Bien entendu, tout le monde ne crame pas des voitures et tout le monde ne caillasse pas la police. Sans doute y a-t-il une cinquantaine de jeunes bien plus énervés que les autres, prêts à en dé coudre, à exprimer radicalement leur colère. Mais cela ne signifie pas pour autant que le malaise social n’est pas plus profond qu’« une petite cinquantaine d’hommes ».
Comme le souligne l’écrivain Alessi Dell’Umbria à propos des émeutes de 2005 : « De la même manière que la grande révolte multiraciale de Los Angeles en 1992 a radicalement mis à nu le modèle américain, la révolte de 2005 en a fait autant avec le modèle français. Deux pays qui constituent dans le monde entier des modèles idéologiques très forts - pour faire court, je dirai que dans l’un c’est l’argent qui organise le vide social, dans l’autre c’est l’État » (interview sur www.article11.info).

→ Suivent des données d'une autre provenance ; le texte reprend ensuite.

//! File lease backend
//!
//! One JSON file per lease in a shared directory. A lease is created by
//! writing a private temp file and hard-linking it to the lease path, which
//! fails if the path exists; readers therefore never observe a partial file.
//!
//! An expired lease is replaced, never removed: the new record is renamed
//! over it, so the lease path is not empty at any point and plain creators
//! keep failing. Takeovers of one key are serialized by a guard file taken
//! the same way as a lease. A guard left by a crashed process expires after
//! [`GUARD_TTL`].

use super::{LeaseBackend, LeaseError, LeaseRecord};
use async_trait::async_trait;
use chrono::Utc;
use serde_json::Value;
use std::io::ErrorKind;
use std::path::{Path, PathBuf};
use std::time::Duration;
use tracing::{debug, warn};
use uuid::Uuid;

const LEASE_SUFFIX: &str = ".lock";
const GUARD_SUFFIX: &str = ".takeover";

/// Age after which a takeover guard is considered abandoned
pub const GUARD_TTL: Duration = Duration::from_secs(30);

/// Leases stored as files under `dir`
#[derive(Debug, Clone)]
pub struct FileLeaseBackend {
    dir: PathBuf,
}

impl FileLeaseBackend {
    /// Use `dir`, creating it if needed
    pub fn new(dir: impl Into<PathBuf>) -> Result<Self, LeaseError> {
        let dir = dir.into();
        std::fs::create_dir_all(&dir).map_err(|source| LeaseError::Io {
            path: dir.clone(),
            source,
        })?;
        Ok(Self { dir })
    }

    fn path(&self, key: &str) -> PathBuf {
        let file: String = key
            .chars()
            .map(|c| match c {
                'a'..='z' | 'A'..='Z' | '0'..='9' | '.' | '-' | '_' => c,
                _ => '_',
            })
            .collect();
        self.dir.join(format!("{}{}", file, LEASE_SUFFIX))
    }

    async fn read(path: &Path) -> Result<Option<LeaseRecord>, LeaseError> {
        match tokio::fs::read(path).await {
            Ok(bytes) => Ok(serde_json::from_slice(&bytes).ok()),
            Err(e) if e.kind() == ErrorKind::NotFound => Ok(None),
            Err(source) => Err(LeaseError::Io {
                path: path.to_path_buf(),
                source,
            }),
        }
    }

    async fn remove(path: &Path) -> Result<(), LeaseError> {
        match tokio::fs::remove_file(path).await {
            Ok(()) => Ok(()),
            Err(e) if e.kind() == ErrorKind::NotFound => Ok(()),
            Err(source) => Err(LeaseError::Io {
                path: path.to_path_buf(),
                source,
            }),
        }
    }

    fn guard_path(path: &Path) -> PathBuf {
        let mut guard = path.as_os_str().to_owned();
        guard.push(GUARD_SUFFIX);
        PathBuf::from(guard)
    }

    /// Replace an expired or unreadable lease at `path` with `record`.
    ///
    /// Returns `false` when the lease turns out to be live, or another
    /// process is taking it over.
    async fn take_over(
        &self,
        path: &Path,
        record: &LeaseRecord,
    ) -> Result<bool, LeaseError> {
        let guard = Self::guard_path(path);
        let guard_record =
            LeaseRecord::new(&record.key, &record.token, Some(GUARD_TTL), None)?;
        if !self.create(&guard, &guard_record).await? {
            if Self::read(&guard)
                .await?
                .is_none_or(|held| held.is_expired(Utc::now()))
            {
                warn!("Removing abandoned takeover guard {}", guard.display());
                Self::remove(&guard).await?;
            }
            return Ok(false);
        }

        let result = self.replace_expired(path, record).await;
        Self::remove(&guard).await?;
        result
    }

    async fn replace_expired(
        &self,
        path: &Path,
        record: &LeaseRecord,
    ) -> Result<bool, LeaseError> {
        let held = Self::read(path).await?;
        if Self::is_live(held.as_ref()) {
            return Ok(false);
        }
        // Released in the meantime
        if held.is_none() && self.create(path, record).await? {
            return Ok(true);
        }
        if Self::is_live(Self::read(path).await?.as_ref()) {
            return Ok(false);
        }

        let tmp = self.write_tmp(record).await?;
        let renamed = tokio::fs::rename(&tmp, path).await;
        if renamed.is_err() {
            Self::remove(&tmp).await?;
        }
        renamed.map_err(|source| LeaseError::Io {
            path: path.to_path_buf(),
            source,
        })?;
        Ok(true)
    }

    fn is_live(held: Option<&LeaseRecord>) -> bool {
        held.is_some_and(|held| !held.is_expired(Utc::now()))
    }

    async fn write_tmp(&self, record: &LeaseRecord) -> Result<PathBuf, LeaseError> {
        let tmp = self.dir.join(format!(".{}.tmp", Uuid::new_v4()));
        let bytes = serde_json::to_vec(record)?;
        tokio::fs::write(&tmp, bytes)
            .await
            .map_err(|source| LeaseError::Io {
                path: tmp.clone(),
                source,
            })?;
        Ok(tmp)
    }

    /// Publish `record` at `path` unless something is already there
    async fn create(&self, path: &Path, record: &LeaseRecord) -> Result<bool, LeaseError> {
        let tmp = self.write_tmp(record).await?;
        let linked = tokio::fs::hard_link(&tmp, path).await;
        Self::remove(&tmp).await?;
        match linked {
            Ok(()) => Ok(true),
            Err(e) if e.kind() == ErrorKind::AlreadyExists => Ok(false),
            Err(source) => Err(LeaseError::Io {
                path: path.to_path_buf(),
                source,
            }),
        }
    }
}

#[async_trait]
impl LeaseBackend for FileLeaseBackend {
    async fn try_acquire(
        &self,
        key: &str,
        token: &str,
        ttl: Option<Duration>,
        payload: Option<&Value>,
    ) -> Result<bool, LeaseError> {
        let record = LeaseRecord::new(key, token, ttl, payload)?;
        let path = self.path(key);

        if self.create(&path, &record).await? {
            return Ok(true);
        }

        // Unreadable files are leftovers of a crashed writer
        if Self::is_live(Self::read(&path).await?.as_ref()) {
            return Ok(false);
        }
        let taken = self.take_over(&path, &record).await?;
        if taken {
            debug!("Took over expired lease {}", key);
        }
        Ok(taken)
    }

    async fn release(&self, key: &str, token: &str) -> Result<bool, LeaseError> {
        let path = self.path(key);
        match Self::read(&path).await? {
            Some(held) if held.token == token => {
                Self::remove(&path).await?;
                Ok(true)
            }
            _ => Ok(false),
        }
    }

    async fn get(&self, key: &str) -> Result<Option<LeaseRecord>, LeaseError> {
        Ok(Self::read(&self.path(key))
            .await?
            .filter(|held| !held.is_expired(Utc::now())))
    }

    async fn clean(&self, prefix: &str) -> Result<usize, LeaseError> {
        let io_err = |source| LeaseError::Io {
            path: self.dir.clone(),
            source,
        };
        let mut entries = tokio::fs::read_dir(&self.dir).await.map_err(io_err)?;
        let mut removed = 0;
        while let Some(entry) = entries.next_entry().await.map_err(io_err)? {
            let path = entry.path();
            if !path.to_string_lossy().ends_with(LEASE_SUFFIX) {
                continue;
            }
            if let Some(record) = Self::read(&path).await?
                && record.key.starts_with(prefix)
            {
                Self::remove(&path).await?;
                removed += 1;
            }
        }
        Ok(removed)
    }
}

Et les émeutes de la Villeneuve en 2010 ? Seraient-elles révélatrices de l’échec du modèle grenoblois ? De l’échec de ce « modèle idéologique très fort », cette mère de toutes les technopoles, où l’innovation technologique « organise le vide social » ? Que croyaient les élus et autres planificateurs en attirant par milliers les cadres à haut revenu pour venir bosser dans leurs entreprises de haute technologie, et loger dans des maisons cossues de Meylan, Corenc ou Saint-Ismier ? Que ceux qui habitent dans les périphéries honnies se contentent tranquillement de leur sort, de leurs emplois sous-qualifiés d’opérateurs et d’intérimaires ?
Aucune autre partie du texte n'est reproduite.